For this exercise, print the records below verbatim.
START Records supplied
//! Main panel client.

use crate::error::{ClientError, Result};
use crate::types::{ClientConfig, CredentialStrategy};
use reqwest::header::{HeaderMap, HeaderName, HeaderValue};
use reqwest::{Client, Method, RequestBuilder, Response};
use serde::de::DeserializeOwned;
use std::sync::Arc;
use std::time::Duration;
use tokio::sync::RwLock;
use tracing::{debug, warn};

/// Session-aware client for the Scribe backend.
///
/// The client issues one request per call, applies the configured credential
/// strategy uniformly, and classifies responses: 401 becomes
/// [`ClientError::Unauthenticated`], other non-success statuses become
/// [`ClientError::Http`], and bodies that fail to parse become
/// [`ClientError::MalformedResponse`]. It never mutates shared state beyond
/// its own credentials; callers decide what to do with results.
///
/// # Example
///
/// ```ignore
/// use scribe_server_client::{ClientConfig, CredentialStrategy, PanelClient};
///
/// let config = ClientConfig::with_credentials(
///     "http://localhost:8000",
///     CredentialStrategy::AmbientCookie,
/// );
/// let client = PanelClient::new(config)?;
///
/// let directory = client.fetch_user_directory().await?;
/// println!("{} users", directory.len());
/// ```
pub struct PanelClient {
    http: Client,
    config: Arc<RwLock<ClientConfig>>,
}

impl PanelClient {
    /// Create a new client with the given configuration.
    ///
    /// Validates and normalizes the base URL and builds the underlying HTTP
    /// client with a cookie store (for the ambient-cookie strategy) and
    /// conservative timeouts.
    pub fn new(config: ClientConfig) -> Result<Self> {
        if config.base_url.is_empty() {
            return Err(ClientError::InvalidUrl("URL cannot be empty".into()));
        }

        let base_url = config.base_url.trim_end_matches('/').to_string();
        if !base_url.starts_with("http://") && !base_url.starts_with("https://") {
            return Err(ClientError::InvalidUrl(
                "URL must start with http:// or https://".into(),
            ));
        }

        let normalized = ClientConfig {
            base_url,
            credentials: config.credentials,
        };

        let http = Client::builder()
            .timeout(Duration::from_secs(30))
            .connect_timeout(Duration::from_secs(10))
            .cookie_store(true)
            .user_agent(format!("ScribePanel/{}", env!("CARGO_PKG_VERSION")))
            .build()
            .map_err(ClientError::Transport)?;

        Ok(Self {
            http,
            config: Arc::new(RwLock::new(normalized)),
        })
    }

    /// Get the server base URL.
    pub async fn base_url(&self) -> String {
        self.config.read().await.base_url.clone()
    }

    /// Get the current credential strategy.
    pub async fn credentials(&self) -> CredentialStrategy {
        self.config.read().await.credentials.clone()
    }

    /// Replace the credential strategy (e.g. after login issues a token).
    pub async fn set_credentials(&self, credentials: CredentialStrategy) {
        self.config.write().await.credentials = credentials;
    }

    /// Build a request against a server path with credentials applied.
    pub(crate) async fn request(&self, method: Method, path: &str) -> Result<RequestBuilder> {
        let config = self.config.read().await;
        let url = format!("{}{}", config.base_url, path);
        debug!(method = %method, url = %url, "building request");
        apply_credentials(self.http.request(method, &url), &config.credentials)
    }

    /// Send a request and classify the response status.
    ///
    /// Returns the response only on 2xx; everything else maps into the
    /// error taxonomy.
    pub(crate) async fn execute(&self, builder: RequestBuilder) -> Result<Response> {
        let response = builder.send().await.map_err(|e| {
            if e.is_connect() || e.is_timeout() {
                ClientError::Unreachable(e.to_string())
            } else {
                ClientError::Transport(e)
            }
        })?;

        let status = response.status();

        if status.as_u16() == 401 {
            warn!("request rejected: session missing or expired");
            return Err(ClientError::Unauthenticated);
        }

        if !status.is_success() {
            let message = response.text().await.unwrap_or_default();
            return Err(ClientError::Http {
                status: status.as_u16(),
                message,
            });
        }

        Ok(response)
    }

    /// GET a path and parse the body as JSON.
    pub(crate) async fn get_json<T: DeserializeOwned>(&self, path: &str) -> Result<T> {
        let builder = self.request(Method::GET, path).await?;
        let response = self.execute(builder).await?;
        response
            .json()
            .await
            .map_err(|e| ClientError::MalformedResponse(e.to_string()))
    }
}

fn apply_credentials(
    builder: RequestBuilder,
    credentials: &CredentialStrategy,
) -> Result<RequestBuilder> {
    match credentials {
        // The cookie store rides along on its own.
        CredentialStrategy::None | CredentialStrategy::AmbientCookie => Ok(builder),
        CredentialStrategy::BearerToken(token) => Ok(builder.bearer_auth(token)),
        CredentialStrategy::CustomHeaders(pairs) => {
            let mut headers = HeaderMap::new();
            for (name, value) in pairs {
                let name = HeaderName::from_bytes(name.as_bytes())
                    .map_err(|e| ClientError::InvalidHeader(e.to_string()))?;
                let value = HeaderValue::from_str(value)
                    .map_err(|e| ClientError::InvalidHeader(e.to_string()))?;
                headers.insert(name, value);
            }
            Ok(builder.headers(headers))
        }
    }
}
END Records supplied
Output of the exercise:
//! Main panel client.

use crate::error::{ClientError, Result};
use crate::types::{ClientConfig, CredentialStrategy};
use reqwest::header::{HeaderMap, HeaderName, HeaderValue};
use reqwest::{Client, Method, RequestBuilder, Response};
use serde::de::DeserializeOwned;
use std::sync::Arc;
use std::time::Duration;
use tokio::sync::RwLock;
use tracing::{debug, warn};

/// Session-aware client for the Scribe backend.
///
/// The client issues one request per call, applies the configured credential
/// strategy uniformly, and classifies responses: 401 becomes
/// [`ClientError::Unauthenticated`], other non-success statuses become
/// [`ClientError::Http`], and bodies that fail to parse become
/// [`ClientError::MalformedResponse`]. It never mutates shared state beyond
/// its own credentials; callers decide what to do with results.
///
/// # Example
///
/// ```ignore
/// use scribe_server_client::{ClientConfig, CredentialStrategy, PanelClient};
///
/// let config = ClientConfig::with_credentials(
///     "http://localhost:8000",
///     CredentialStrategy::AmbientCookie,
/// );
/// let client = PanelClient::new(config)?;
///
/// let directory = client.fetch_user_directory().await?;
/// println!("{} users", directory.len());
/// ```
pub struct PanelClient {
    http: Client,
    config: Arc<RwLock<ClientConfig>>,
}

impl PanelClient {
    /// Create a new client with the given configuration.
    ///
    /// Validates and normalizes the base URL and builds the underlying HTTP
    /// client with a cookie store (for the ambient-cookie strategy) and
    /// conservative timeouts.
    pub fn new(config: ClientConfig) -> Result<Self> {
        if config.base_url.is_empty() {
            return Err(ClientError::InvalidUrl("URL cannot be empty".into()));
        }

        let base_url = config.base_url.trim_end_matches('/').to_string();
        if !base_url.starts_with("http://") && !base_url.starts_with("https://") {
            return Err(ClientError::InvalidUrl(
                "URL must start with http:// or https://".into(),
            ));
        }

        let normalized = ClientConfig {
            base_url,
            credentials: config.credentials,
        };

        let http = Client::builder()
            .timeout(Duration::from_secs(30))
            .connect_timeout(Duration::from_secs(10))
            .cookie_store(true)
            .user_agent(format!("ScribePanel/{}", env!("CARGO_PKG_VERSION")))
            .build()
            .map_err(ClientError::Transport)?;

        Ok(Self {
            http,
            config: Arc::new(RwLock::new(normalized)),
        })
    }

    /// Get the server base URL.
    pub async fn base_url(&self) -> String {
        self.config.read().await.base_url.clone()
    }

    /// Get the current credential strategy.
    pub async fn credentials(&self) -> CredentialStrategy {
        self.config.read().await.credentials.clone()
    }

    /// Replace the credential strategy (e.g. after login issues a token).
    pub async fn set_credentials(&self, credentials: CredentialStrategy) {
        self.config.write().await.credentials = credentials;
    }

    /// Build a request against a server path with credentials applied.
    pub(crate) async fn request(&self, method: Method, path: &str) -> Result<RequestBuilder> {
        let config = self.config.read().await;
        let url = format!("{}{}", config.base_url, path);
        debug!(method = %method, url = %url, "building request");
        apply_credentials(self.http.request(method, &url), &config.credentials)
    }

    /// Send a request and classify the response status.
    ///
    /// Returns the response only on 2xx; everything else maps into the
    /// error taxonomy.
    pub(crate) async fn execute(&self, builder: RequestBuilder) -> Result<Response> {
        let response = builder.send().await.map_err(|e| {
            if e.is_connect() || e.is_timeout() {
                ClientError::Unreachable(e.to_string())
            } else {
                ClientError::Transport(e)
            }
        })?;

        let status = response.status();

        if status.as_u16() == 401 {
            warn!("request rejected: session missing or expired");
            return Err(ClientError::Unauthenticated);
        }

        if !status.is_success() {
            let message = response.text().await.unwrap_or_default();
            return Err(ClientError::Http {
                status: status.as_u16(),
                message,
            });
        }

        Ok(response)
    }

    /// GET a path and parse the body as JSON.
    pub(crate) async fn get_json<T: DeserializeOwned>(&self, path: &str) -> Result<T> {
        let builder = self.request(Method::GET, path).await?;
        let response = self.execute(builder).await?;
        response
            .json()
            .await
            .map_err(|e| ClientError::MalformedResponse(e.to_string()))
    }
}

fn apply_credentials(
    builder: RequestBuilder,
    credentials: &CredentialStrategy,
) -> Result<RequestBuilder> {
    match credentials {
        // The cookie store rides along on its own.
        CredentialStrategy::None | CredentialStrategy::AmbientCookie => Ok(builder),
        CredentialStrategy::BearerToken(token) => Ok(builder.bearer_auth(token)),
        CredentialStrategy::CustomHeaders(pairs) => {
            let mut headers = HeaderMap::new();
            for (name, value) in pairs {
                let name = HeaderName::from_bytes(name.as_bytes())
                    .map_err(|e| ClientError::InvalidHeader(e.to_string()))?;
                let value = HeaderValue::from_str(value)
                    .map_err(|e| ClientError::InvalidHeader(e.to_string()))?;
                headers.insert(name, value);
            }
            Ok(builder.headers(headers))
        }
    }
}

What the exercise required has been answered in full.